Presented at the 69th Cannes Film Festival in 2016, the film received the Grand Prize from President George Miller. If the drama seduces France – backed by more than a million in theaters and three Césars – American criticism is a killer, even denying the feature a release in the United States. Dark, disturbing and heartbreaking, Only the World’s End remains one of Xavier Dolan’s least accessible films and yet one of his most thrilling.
After a twelve-year absence, Louis, a successful writer, returns to his family for a week to tell them of his death. His mother, Martine, his sister, Suzanne, and his brother, Antoine, do not suspect anything around him. Only his daughter-in-law, Catherine, seems to have some doubts.
Then begins a long day of waiting, drowning in settling accounts and unconscious frustrations. It is with this plot that the filmmaker portrays the crisis of a family that will be separated once and for all. This paradox is the first in a long list, as the entire film is built around the conflicting attitudes of various characters.
Protect yourself from reality
To talk about the lack of communication, Xavier Dolan offers a film where dialogues are everywhere. Upon returning Louis – great Gaspar Uliel – Spend time individually with each of your loved ones. If the patient remains very silent, his interlocutor is always very talkative and monopolizes every conversation. However, they have nothing to say and talk to each other to fill the void and hide their discomfort.
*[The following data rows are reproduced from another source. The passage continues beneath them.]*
//! The synchronized app handle
//!
//! A [`Session`] owns the local mirror of the shared document. Local writes
//! go through [`Session::set_state`]: they apply immediately, notify, and are
//! announced to the host as exactly the diff the caller supplied. Host pushes
//! arrive through the channel and apply the same way. Conflicts resolve per
//! key, last write wins.

pub mod negotiator;

pub use negotiator::{create_embedded_session, HandshakePhase, Negotiator, SessionRegistry};

use chrono::{DateTime, Utc};
use parking_lot::{Mutex, RwLock};
use serde::de::DeserializeOwned;
use serde::Serialize;
use serde_json::Value;
use std::sync::{Arc, Weak};
use tokio::sync::{broadcast, mpsc};
use tracing::{debug, info, trace};
use uuid::Uuid;

use crate::channel::{MessageChannel, MessageHandler, Subscription};
use crate::config::SessionConfig;
use crate::error::Result;
use crate::protocol::{Diff, InboundMessage, OutboundMessage, State};
use crate::refs::RefFactory;

/// Where an applied diff came from
#[derive(Debug, Clone, Copy, PartialEq, Eq, Serialize)]
pub enum ChangeOrigin {
    Local,
    Remote,
}

/// One applied diff. Listeners usually just re-read [`Session::state`].
#[derive(Debug, Clone, Serialize)]
pub struct StateChange {
    pub origin: ChangeOrigin,
    pub diff: Diff,
    pub at: DateTime<Utc>,
}

#[derive(Clone)]
pub struct Session {
    inner: Arc<SessionInner>,
}

struct SessionInner {
    id: Uuid,
    meta: Value,
    /// `None` until a document is first committed
    state: RwLock<Option<State>>,
    channel: Arc<dyn MessageChannel>,
    changes: broadcast::Sender<StateChange>,
    messages: broadcast::Sender<Value>,
    refs: RefFactory,
    subscription: Mutex<Option<Subscription>>,
}

impl SessionInner {
    fn notify(&self, origin: ChangeOrigin, diff: Diff) {
        // No receivers is fine
        let _ = self.changes.send(StateChange {
            origin,
            diff,
            at: Utc::now(),
        });
    }

    fn on_message(&self, message: InboundMessage) {
        match message {
            InboundMessage::StateChanged { diff } => {
                if diff.is_empty() {
                    trace!(session = %self.id, "ignoring empty remote diff");
                    return;
                }
                {
                    let mut guard = self.state.write();
                    diff.apply_to(guard.get_or_insert_with(State::new));
                }
                debug!(session = %self.id, keys = diff.len(), "applied remote diff");
                self.notify(ChangeOrigin::Remote, diff);
            }
            InboundMessage::Message { payload } => {
                let _ = self.messages.send(payload);
            }
            InboundMessage::Init { .. } => {
                trace!(session = %self.id, "ignoring Init after handshake");
            }
        }
    }
}

/// Routes channel traffic from the handshake into the session it produces.
///
/// Before the `Init` reply only that reply matters. Anything arriving between
/// the reply and the session going live is held and replayed in order, so one
/// listener covers both phases and no host update falls in between.
pub(crate) struct Handoff {
    route: Mutex<Route>,
}

enum Route {
    AwaitingReply(mpsc::UnboundedSender<Value>),
    Buffering(Vec<InboundMessage>),
    Live(Weak<SessionInner>),
}

impl Handoff {
    /// Forward the first `Init` payload to `reply`, then start buffering
    pub(crate) fn awaiting(reply: mpsc::UnboundedSender<Value>) -> Arc<Self> {
        Arc::new(Self {
            route: Mutex::new(Route::AwaitingReply(reply)),
        })
    }

    pub(crate) fn handler(self: &Arc<Self>) -> MessageHandler {
        let handoff = self.clone();
        Arc::new(move |message| handoff.route(message))
    }

    fn route(&self, message: InboundMessage) {
        let mut route = self.route.lock();
        let session = match &mut *route {
            Route::AwaitingReply(reply) => {
                match message {
                    InboundMessage::Init { meta } => {
                        let _ = reply.send(meta);
                        *route = Route::Buffering(Vec::new());
                    }
                    other => {
                        trace!(kind = %other.kind(), "ignoring message before the Init reply")
                    }
                }
                return;
            }
            Route::Buffering(backlog) => {
                backlog.push(message);
                return;
            }
            Route::Live(session) => session.upgrade(),
        };
        drop(route);

        if let Some(session) = session {
            session.on_message(message);
        }
    }

    /// Replay the backlog into `session`, then deliver to it directly.
    ///
    /// The route stays locked during the replay so later messages queue
    /// behind the backlog.
    fn go_live(&self, session: &Arc<SessionInner>) {
        let mut route = self.route.lock();
        let previous = std::mem::replace(&mut *route, Route::Live(Arc::downgrade(session)));
        if let Route::Buffering(backlog) = previous {
            if !backlog.is_empty() {
                debug!(
                    session = %session.id,
                    replayed = backlog.len(),
                    "replaying early host messages"
                );
            }
            for message in backlog {
                session.on_message(message);
            }
        }
    }
}

impl Session {
    /// Build a session around a channel that has not been listened to yet
    #[cfg(test)]
    pub(crate) fn attach(
        meta: Value,
        channel: Arc<dyn MessageChannel>,
        config: &SessionConfig,
    ) -> Self {
        let handoff = Arc::new(Handoff {
            route: Mutex::new(Route::Buffering(Vec::new())),
        });
        let subscription = channel.listen(handoff.handler());
        Self::adopt(meta, channel, config, subscription, &handoff)
    }

    /// Build a session from a handshake reply, taking over the handshake's
    /// listener so host updates sent right after the reply are kept
    pub(crate) fn adopt(
        meta: Value,
        channel: Arc<dyn MessageChannel>,
        config: &SessionConfig,
        subscription: Subscription,
        handoff: &Handoff,
    ) -> Self {
        let restored = InboundMessage::restored_state(&meta).cloned();
        let restored_keys = restored.as_ref().map(|state| state.len());
        let capacity = config.notification_capacity.max(1);
        let (changes, _) = broadcast::channel(capacity);
        let (messages, _) = broadcast::channel(capacity);
        let id = Uuid::new_v4();

        let session = Self {
            inner: Arc::new(SessionInner {
                id,
                meta,
                state: RwLock::new(restored),
                channel,
                changes,
                messages,
                refs: RefFactory::new(id),
                subscription: Mutex::new(Some(subscription)),
            }),
        };

        info!(session = %id, restored_keys, "session established");
        handoff.go_live(&session.inner);

        if let Some(defaults) = &config.initial_state {
            session.ensure_state(defaults.clone());
        }

        session
    }

    pub fn id(&self) -> Uuid {
        self.inner.id
    }

    /// Payload of the host's `Init` reply, fixed for the session's lifetime
    pub fn meta(&self) -> &Value {
        &self.inner.meta
    }

    pub fn meta_as<T: DeserializeOwned>(&self) -> Result<T> {
        Ok(serde_json::from_value(self.inner.meta.clone())?)
    }

    /// Snapshot of the mirror. Mutating it does not propagate.
    pub fn state(&self) -> State {
        self.inner.state.read().clone().unwrap_or_default()
    }

    pub fn get(&self, key: &str) -> Option<Value> {
        self.inner
            .state
            .read()
            .as_ref()
            .and_then(|state| state.get(key).cloned())
    }

    /// Whether a document has been committed yet
    pub fn has_state(&self) -> bool {
        self.inner.state.read().is_some()
    }

    pub fn state_as<T: DeserializeOwned>(&self) -> Result<T> {
        Ok(serde_json::from_value(Value::Object(self.state()))?)
    }

    /// Establish the document, or fill in keys it lacks.
    ///
    /// With no committed document, `defaults` becomes the whole document and
    /// is announced in full. Otherwise only keys missing from the current
    /// document are added and announced; existing keys are never overwritten.
    pub fn ensure_state(&self, defaults: impl Into<Diff>) -> State {
        let defaults = defaults.into();

        let (announce, result) = {
            let mut guard = self.inner.state.write();
            match guard.as_mut() {
                None => {
                    let full = defaults.into_map();
                    *guard = Some(full.clone());
                    (Some(Diff::from(full.clone())), full)
                }
                Some(current) => {
                    let missing = Diff::missing_keys(defaults.as_map(), current);
                    if missing.is_empty() {
                        (None, current.clone())
                    } else {
                        missing.apply_to(current);
                        (Some(missing), current.clone())
                    }
                }
            }
        };

        if let Some(diff) = announce {
            debug!(session = %self.inner.id, keys = diff.len(), "state ensured");
            self.inner.notify(ChangeOrigin::Local, diff.clone());
            self.inner.channel.send(OutboundMessage::StateChanged { diff });
        }

        result
    }

    /// Typed variant of [`ensure_state`](Self::ensure_state)
    pub fn ensure_state_from<T: Serialize>(&self, defaults: &T) -> Result<State> {
        Ok(self.ensure_state(Diff::from_serialize(defaults)?))
    }

    /// Apply `diff` locally, notify, and announce exactly `diff` to the host.
    ///
    /// An empty diff does nothing at all.
    pub fn set_state(&self, diff: impl Into<Diff>) {
        let diff = diff.into();
        if diff.is_empty() {
            trace!(session = %self.inner.id, "ignoring empty local diff");
            return;
        }

        {
            let mut guard = self.inner.state.write();
            diff.apply_to(guard.get_or_insert_with(State::new));
        }

        debug!(session = %self.inner.id, keys = diff.len(), "applied local diff");
        self.inner.notify(ChangeOrigin::Local, diff.clone());
        self.inner.channel.send(OutboundMessage::StateChanged { diff });
    }

    /// Typed variant of [`set_state`](Self::set_state); `partial` must serialize to an object
    pub fn set_state_from<T: Serialize>(&self, partial: &T) -> Result<()> {
        self.set_state(Diff::from_serialize(partial)?);
        Ok(())
    }

    /// Stream of applied diffs. Drop the receiver to stop listening.
    pub fn subscribe(&self) -> broadcast::Receiver<StateChange> {
        self.inner.changes.subscribe()
    }

    /// Broadcast a custom message; it never touches state
    pub fn send_message(&self, payload: Value) {
        self.inner.channel.send(OutboundMessage::Message { payload });
    }

    /// Custom messages pushed by the host
    pub fn messages(&self) -> broadcast::Receiver<Value> {
        self.inner.messages.subscribe()
    }

    /// Key issuer namespaced by this session
    pub fn refs(&self) -> &RefFactory {
        &self.inner.refs
    }

    /// Identity comparison, not structural
    pub fn ptr_eq(a: &Session, b: &Session) -> bool {
        Arc::ptr_eq(&a.inner, &b.inner)
    }
}

impl std::fmt::Debug for Session {
    fn fmt(&self, f: &mut std::fmt::Formatter<'_>) -> std::fmt::Result {
        f.debug_struct("Session")
            .field("id", &self.inner.id)
            .field("meta", &self.inner.meta)
            .field("state", &*self.inner.state.read())
            .field("channel", &"<dyn MessageChannel>")
            .finish()
    }
}
//! Reference counterpart: the host side of the protocol
//!
//! [`HostState`] is transport-agnostic. It answers `Init` with the configured
//! metadata (plus the document, once one exists), keeps the authoritative
//! document, and says what to relay to other apps. [`FramePeer`] drives it
//! over the in-process frame transport for a single embedded child.

use parking_lot::RwLock;
use serde_json::{Map, Value};
use std::sync::Arc;
use tokio::task::JoinHandle;
use tracing::{debug, trace};

use crate::channel::{ContextId, FrameContext, Port};
use crate::protocol::{Diff, InboundMessage, OutboundMessage, State, INIT_STATE_FIELD};

/// What the host does in response to one app message
#[derive(Debug, Clone, Default, PartialEq)]
pub struct HostResponse {
    /// Sent back to the app that spoke
    pub replies: Vec<InboundMessage>,
    /// Sent to every other connected app
    pub relay: Option<InboundMessage>,
}

#[derive(Debug)]
pub struct HostState {
    meta: Value,
    document: RwLock<Option<State>>,
}

impl HostState {
    pub fn new(meta: Value) -> Self {
        Self {
            meta,
            document: RwLock::new(None),
        }
    }

    /// A host that already holds a document, as after an earlier session
    pub fn with_state(meta: Value, state: State) -> Self {
        Self {
            meta,
            document: RwLock::new(Some(state)),
        }
    }

    pub fn meta(&self) -> &Value {
        &self.meta
    }

    pub fn document(&self) -> Option<State> {
        self.document.read().clone()
    }

    pub fn handle(&self, message: OutboundMessage) -> HostResponse {
        match message {
            OutboundMessage::Init => HostResponse {
                replies: vec![InboundMessage::Init {
                    meta: self.init_payload(),
                }],
                relay: None,
            },
            OutboundMessage::StateChanged { diff } => {
                self.apply(&diff);
                HostResponse {
                    replies: Vec::new(),
                    relay: Some(InboundMessage::StateChanged { diff }),
                }
            }
            OutboundMessage::Message { payload } => HostResponse {
                replies: Vec::new(),
                relay: Some(InboundMessage::Message { payload }),
            },
        }
    }

    /// Apply an authoritative change; returns the message every app should get
    pub fn push(&self, diff: Diff) -> InboundMessage {
        self.apply(&diff);
        InboundMessage::StateChanged { diff }
    }

    fn apply(&self, diff: &Diff) {
        let mut document = self.document.write();
        diff.apply_to(document.get_or_insert_with(State::new));
    }

    /// Metadata, with the current document under `state` when one exists.
    ///
    /// Non-object metadata is wrapped as `{ "meta": ..., "state": ... }` in
    /// that case so the document still has somewhere to go.
    fn init_payload(&self) -> Value {
        let Some(document) = self.document() else {
            return self.meta.clone();
        };

        let mut payload = match &self.meta {
            Value::Object(map) => map.clone(),
            Value::Null => Map::new(),
            other => {
                let mut map = Map::new();
                map.insert("meta".to_string(), other.clone());
                map
            }
        };
        payload.insert(INIT_STATE_FIELD.to_string(), Value::Object(document));
        Value::Object(payload)
    }
}

/// Serves one embedded child over the frame transport
pub struct FramePeer {
    host: Arc<HostState>,
    context: ContextId,
    child: Port,
    task: JoinHandle<()>,
}

impl FramePeer {
    /// Start answering `child`, which must be embedded in `host_context`
    pub fn spawn(host_context: &FrameContext, child: &FrameContext, host: Arc<HostState>) -> Self {
        let mut frames = host_context.subscribe();
        let context = host_context.id();
        let child_id = child.id();
        let child_port = child.port();

        let state = host.clone();
        let port = child_port.clone();
        let task = tokio::spawn(async move {
            while let Ok(frame) = frames.recv().await {
                if frame.source != child_id {
                    continue;
                }
                let message = match OutboundMessage::from_wire(&frame.data) {
                    Ok(message) => message,
                    Err(rejection) => {
                        trace!(%rejection, "host dropping frame");
                        continue;
                    }
                };
                debug!(kind = %message.kind(), "host received");
                for reply in state.handle(message).replies {
                    port.post(context, reply.to_wire());
                }
            }
        });

        Self {
            host,
            context,
            child: child_port,
            task,
        }
    }

    pub fn host(&self) -> &Arc<HostState> {
        &self.host
    }

    /// Push an authoritative change to the child
    pub fn push_state(&self, diff: Diff) {
        let message = self.host.push(diff);
        self.child.post(self.context, message.to_wire());
    }

    pub fn send_message(&self, payload: Value) {
        let message = InboundMessage::Message { payload };
        self.child.post(self.context, message.to_wire());
    }
}

impl Drop for FramePeer {
    fn drop(&mut self) {
        self.task.abort();
    }
}

#[cfg(test)]
mod tests {
    use super::*;
    use serde_json::json;

    #[test]
    fn test_init_reply_carries_meta() {
        let host = HostState::new(json!({ "room": "abc" }));
        let response = host.handle(OutboundMessage::Init);
        assert_eq!(
            response.replies,
            vec![InboundMessage::Init {
                meta: json!({ "room": "abc" })
            }]
        );
        assert!(response.relay.is_none());
    }

    #[test]
    fn test_init_reply_includes_existing_document() {
        let host = HostState::new(json!({ "room": "abc" }));
        host.handle(OutboundMessage::StateChanged {
            diff: Diff::new().with("count", 2),
        });

        let response = host.handle(OutboundMessage::Init);
        assert_eq!(
            response.replies,
            vec![InboundMessage::Init {
                meta: json!({ "room": "abc", "state": { "count": 2 } })
            }]
        );
    }

    #[test]
    fn test_non_object_meta_is_wrapped() {
        let host = HostState::with_state(json!("lobby"), Map::new());
        let response = host.handle(OutboundMessage::Init);
        assert_eq!(
            response.replies,
            vec![InboundMessage::Init {
                meta: json!({ "meta": "lobby", "state": {} })
            }]
        );
    }

    #[test]
    fn test_updates_are_applied_and_relayed() {
        let host = HostState::new(Value::Null);
        let diff = Diff::new().with("count", 1);
        let response = host.handle(OutboundMessage::StateChanged { diff: diff.clone() });

        assert!(response.replies.is_empty());
        assert_eq!(response.relay, Some(InboundMessage::StateChanged { diff }));
        assert_eq!(
            Value::Object(host.document().unwrap()),
            json!({ "count": 1 })
        );
    }

    #[test]
    fn test_push_updates_document() {
        let host = HostState::with_state(Value::Null, Map::new());
        let message = host.push(Diff::new().with("count", 5));
        assert_eq!(message.kind(), crate::protocol::MessageKind::StateChanged);
        assert_eq!(host.document().unwrap().get("count"), Some(&json!(5)));
    }
}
It is also around the paradox that Martin’s character interprets Natalie Bay, articulates. Too talkative, sometimes shouting, this mother hides energy behind her, and her troubled gaze betrays a deep discomfort in front of this child she no longer knows. All the characters in this story wear a mask to protect themselves from the truth, just like the hero who hides in fear behind a pale face.
The only shred of truth can be read in the eyes of Catherine, which she embodies Marion Cotillard. He is the one who, thanks to his listening skills and observant eyes, manages to partially solve the mystery of his brother.
For this role, Gaspar Uliel received the Cesar for the best actor.
Xavier Dolan emphasizes this sense of turmoil that permeates the atmosphere of the film with the camera, where he reproduces very close shots of the faces of his characters. There is such a closeness between the actor and the lens that the audience sometimes has trouble breathing and even resting.
However, two sequences, both musical flashbacks, expand the film’s walls. on the first strike Dragostea Dean Tayband from O-Zone and another, on the cover of Francoise Hardy’s title, I miss mixing, sang exotica. Always with the help of his cinematographer Andre Turpin, Javier Dolan creates a film with a dark image that shines only during the finale, the climax of this family reunion.
Many detractors criticize the director for always using the same themes in his films. In fact, he reinvents them in different ways in each film. With The End of the World, Xavier Dolan rediscovers family, the mother figure and its attraction to human conflict in a tough, melancholic feature film that refuses to spare the audience and gives them what they expect: the truth.
It is by no means clear the origin of the disease that afflicts Louis – is it cancer, AIDS? – and the longed-for words will never come out. The disappointment that the audience shares with the characters of this film is as difficult as the man himself.
Xavier Dolan’s Just the End of the World leaves Netflix on January 15th.
Source: Allocine

Rose James is a Gossipify movie and series reviewer known for her in-depth analysis and unique perspective on the latest releases. With a background in film studies, she provides engaging and informative reviews, and keeps readers up to date with industry trends and emerging talents.